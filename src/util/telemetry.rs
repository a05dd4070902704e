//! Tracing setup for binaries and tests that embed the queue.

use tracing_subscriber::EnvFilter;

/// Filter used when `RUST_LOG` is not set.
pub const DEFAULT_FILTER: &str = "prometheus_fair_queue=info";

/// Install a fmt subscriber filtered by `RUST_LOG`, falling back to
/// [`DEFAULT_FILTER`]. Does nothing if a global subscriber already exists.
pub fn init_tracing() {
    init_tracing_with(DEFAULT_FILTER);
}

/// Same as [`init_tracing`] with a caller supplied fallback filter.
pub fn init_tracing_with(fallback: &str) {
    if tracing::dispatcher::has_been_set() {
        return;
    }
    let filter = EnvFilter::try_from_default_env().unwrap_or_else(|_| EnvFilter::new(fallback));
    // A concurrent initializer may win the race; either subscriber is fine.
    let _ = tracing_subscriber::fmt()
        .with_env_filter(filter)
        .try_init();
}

* * * * * * * * *

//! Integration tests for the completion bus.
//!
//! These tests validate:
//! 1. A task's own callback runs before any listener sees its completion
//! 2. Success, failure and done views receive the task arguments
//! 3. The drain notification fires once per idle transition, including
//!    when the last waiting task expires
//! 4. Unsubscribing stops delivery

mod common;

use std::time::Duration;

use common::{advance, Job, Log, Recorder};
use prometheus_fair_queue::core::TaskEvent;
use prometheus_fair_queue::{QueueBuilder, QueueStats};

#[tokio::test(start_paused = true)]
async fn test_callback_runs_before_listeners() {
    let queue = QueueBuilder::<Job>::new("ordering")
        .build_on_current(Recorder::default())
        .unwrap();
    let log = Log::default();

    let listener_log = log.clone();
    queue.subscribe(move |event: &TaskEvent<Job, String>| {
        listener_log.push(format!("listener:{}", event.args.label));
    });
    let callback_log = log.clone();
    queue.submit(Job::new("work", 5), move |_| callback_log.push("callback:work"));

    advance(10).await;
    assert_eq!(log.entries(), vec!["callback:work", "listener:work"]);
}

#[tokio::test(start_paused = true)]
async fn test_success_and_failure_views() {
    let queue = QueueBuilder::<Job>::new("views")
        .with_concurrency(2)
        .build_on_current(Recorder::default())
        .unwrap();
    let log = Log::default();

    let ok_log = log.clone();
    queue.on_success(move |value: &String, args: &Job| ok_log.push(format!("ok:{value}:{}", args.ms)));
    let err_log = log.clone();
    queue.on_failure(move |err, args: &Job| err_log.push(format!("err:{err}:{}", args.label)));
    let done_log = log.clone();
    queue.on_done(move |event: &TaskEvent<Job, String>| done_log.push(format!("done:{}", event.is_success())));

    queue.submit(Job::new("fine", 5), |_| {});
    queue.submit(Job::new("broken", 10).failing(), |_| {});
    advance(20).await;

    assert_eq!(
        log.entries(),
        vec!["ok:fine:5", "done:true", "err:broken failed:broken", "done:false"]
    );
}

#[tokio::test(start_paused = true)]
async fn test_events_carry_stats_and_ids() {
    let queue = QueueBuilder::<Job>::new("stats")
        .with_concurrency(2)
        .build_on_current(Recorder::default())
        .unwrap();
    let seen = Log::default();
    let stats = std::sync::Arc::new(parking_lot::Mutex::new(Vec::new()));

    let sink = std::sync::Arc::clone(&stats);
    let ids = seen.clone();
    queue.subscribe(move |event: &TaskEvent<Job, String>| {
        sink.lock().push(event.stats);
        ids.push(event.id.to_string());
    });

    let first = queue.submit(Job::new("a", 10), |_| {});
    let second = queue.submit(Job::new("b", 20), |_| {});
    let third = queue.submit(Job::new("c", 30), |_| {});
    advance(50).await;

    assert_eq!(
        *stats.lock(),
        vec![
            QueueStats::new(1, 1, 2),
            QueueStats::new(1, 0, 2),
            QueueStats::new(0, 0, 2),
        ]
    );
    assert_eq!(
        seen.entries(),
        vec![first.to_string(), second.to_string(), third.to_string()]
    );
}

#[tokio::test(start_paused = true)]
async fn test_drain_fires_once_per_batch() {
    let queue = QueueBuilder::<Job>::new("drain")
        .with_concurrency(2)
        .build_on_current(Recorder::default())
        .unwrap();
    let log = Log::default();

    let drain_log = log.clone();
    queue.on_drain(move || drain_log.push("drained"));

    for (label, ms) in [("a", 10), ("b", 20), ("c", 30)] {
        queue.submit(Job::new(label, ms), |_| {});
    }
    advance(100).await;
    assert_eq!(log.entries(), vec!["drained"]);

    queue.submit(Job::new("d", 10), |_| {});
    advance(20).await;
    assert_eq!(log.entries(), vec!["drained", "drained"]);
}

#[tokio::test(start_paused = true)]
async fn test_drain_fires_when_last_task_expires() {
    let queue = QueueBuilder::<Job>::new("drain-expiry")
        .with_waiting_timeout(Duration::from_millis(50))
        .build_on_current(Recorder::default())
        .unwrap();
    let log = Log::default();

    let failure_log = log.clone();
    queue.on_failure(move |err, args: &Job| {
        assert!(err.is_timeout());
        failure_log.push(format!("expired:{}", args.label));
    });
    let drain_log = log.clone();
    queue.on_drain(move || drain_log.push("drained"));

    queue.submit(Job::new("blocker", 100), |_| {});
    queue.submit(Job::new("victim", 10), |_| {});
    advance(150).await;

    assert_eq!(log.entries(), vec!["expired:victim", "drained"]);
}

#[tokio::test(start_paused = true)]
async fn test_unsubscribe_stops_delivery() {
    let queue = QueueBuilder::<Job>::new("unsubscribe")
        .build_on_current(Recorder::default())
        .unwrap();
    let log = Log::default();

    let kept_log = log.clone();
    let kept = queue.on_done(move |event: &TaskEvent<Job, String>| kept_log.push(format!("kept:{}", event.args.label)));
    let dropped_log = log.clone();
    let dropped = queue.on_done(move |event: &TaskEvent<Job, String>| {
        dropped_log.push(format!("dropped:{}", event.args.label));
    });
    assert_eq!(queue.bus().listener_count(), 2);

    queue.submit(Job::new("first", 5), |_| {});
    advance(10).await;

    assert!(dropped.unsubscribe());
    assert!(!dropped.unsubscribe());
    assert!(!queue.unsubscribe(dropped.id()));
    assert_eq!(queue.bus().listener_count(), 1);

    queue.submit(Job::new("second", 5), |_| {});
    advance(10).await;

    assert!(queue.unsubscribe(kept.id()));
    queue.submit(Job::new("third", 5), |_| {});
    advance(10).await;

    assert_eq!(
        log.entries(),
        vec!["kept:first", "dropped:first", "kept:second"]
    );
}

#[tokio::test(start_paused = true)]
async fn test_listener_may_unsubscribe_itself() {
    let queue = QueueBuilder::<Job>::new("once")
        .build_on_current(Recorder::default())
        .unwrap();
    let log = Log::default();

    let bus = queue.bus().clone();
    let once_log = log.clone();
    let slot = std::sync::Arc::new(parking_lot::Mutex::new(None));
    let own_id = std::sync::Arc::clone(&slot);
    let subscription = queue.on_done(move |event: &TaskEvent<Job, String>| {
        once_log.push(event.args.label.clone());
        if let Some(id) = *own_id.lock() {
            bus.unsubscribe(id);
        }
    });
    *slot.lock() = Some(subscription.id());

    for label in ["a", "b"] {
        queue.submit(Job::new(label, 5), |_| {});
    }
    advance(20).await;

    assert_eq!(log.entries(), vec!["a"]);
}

* * * * * * * * *

Take from the material every line that holds "work".

• [Written reply]
    queue.submit(Job::new("work", 5), move |_| callback_log.push("callback:work"));
    assert_eq!(log.entries(), vec!["callback:work", "listener:work"]);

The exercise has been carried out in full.